┌─ Input data
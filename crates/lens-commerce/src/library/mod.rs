//! The user's library: wishlist and search history.
//!
//! [`Wishlist`] and [`SearchHistory`] are plain collections with the toggle
//! and eviction rules; [`LibraryStore`] owns one of each for the active
//! identity and persists every change.

mod history;
mod store;
mod wishlist;

pub use history::{HistoryEntry, SearchHistory, SearchType, MAX_HISTORY_ENTRIES};
pub use store::{LibraryStore, HISTORY_KEY, WISHLIST_KEY};
pub use wishlist::{Wishlist, WishlistEntry, WishlistItem, WishlistToggle};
└─
→ **Work instructions**: Each line above should be copied exactly, with no line missing.

→ **Response**:
filename crates/lens-commerce/src/library/mod.rs
//! The user's library: wishlist and search history.
//!
//! [`Wishlist`] and [`SearchHistory`] are plain collections with the toggle
//! and eviction rules; [`LibraryStore`] owns one of each for the active
//! identity and persists every change.

mod history;
mod store;
mod wishlist;

pub use history::{HistoryEntry, SearchHistory, SearchType, MAX_HISTORY_ENTRIES};
pub use store::{LibraryStore, HISTORY_KEY, WISHLIST_KEY};
pub use wishlist::{Wishlist, WishlistEntry, WishlistItem, WishlistToggle};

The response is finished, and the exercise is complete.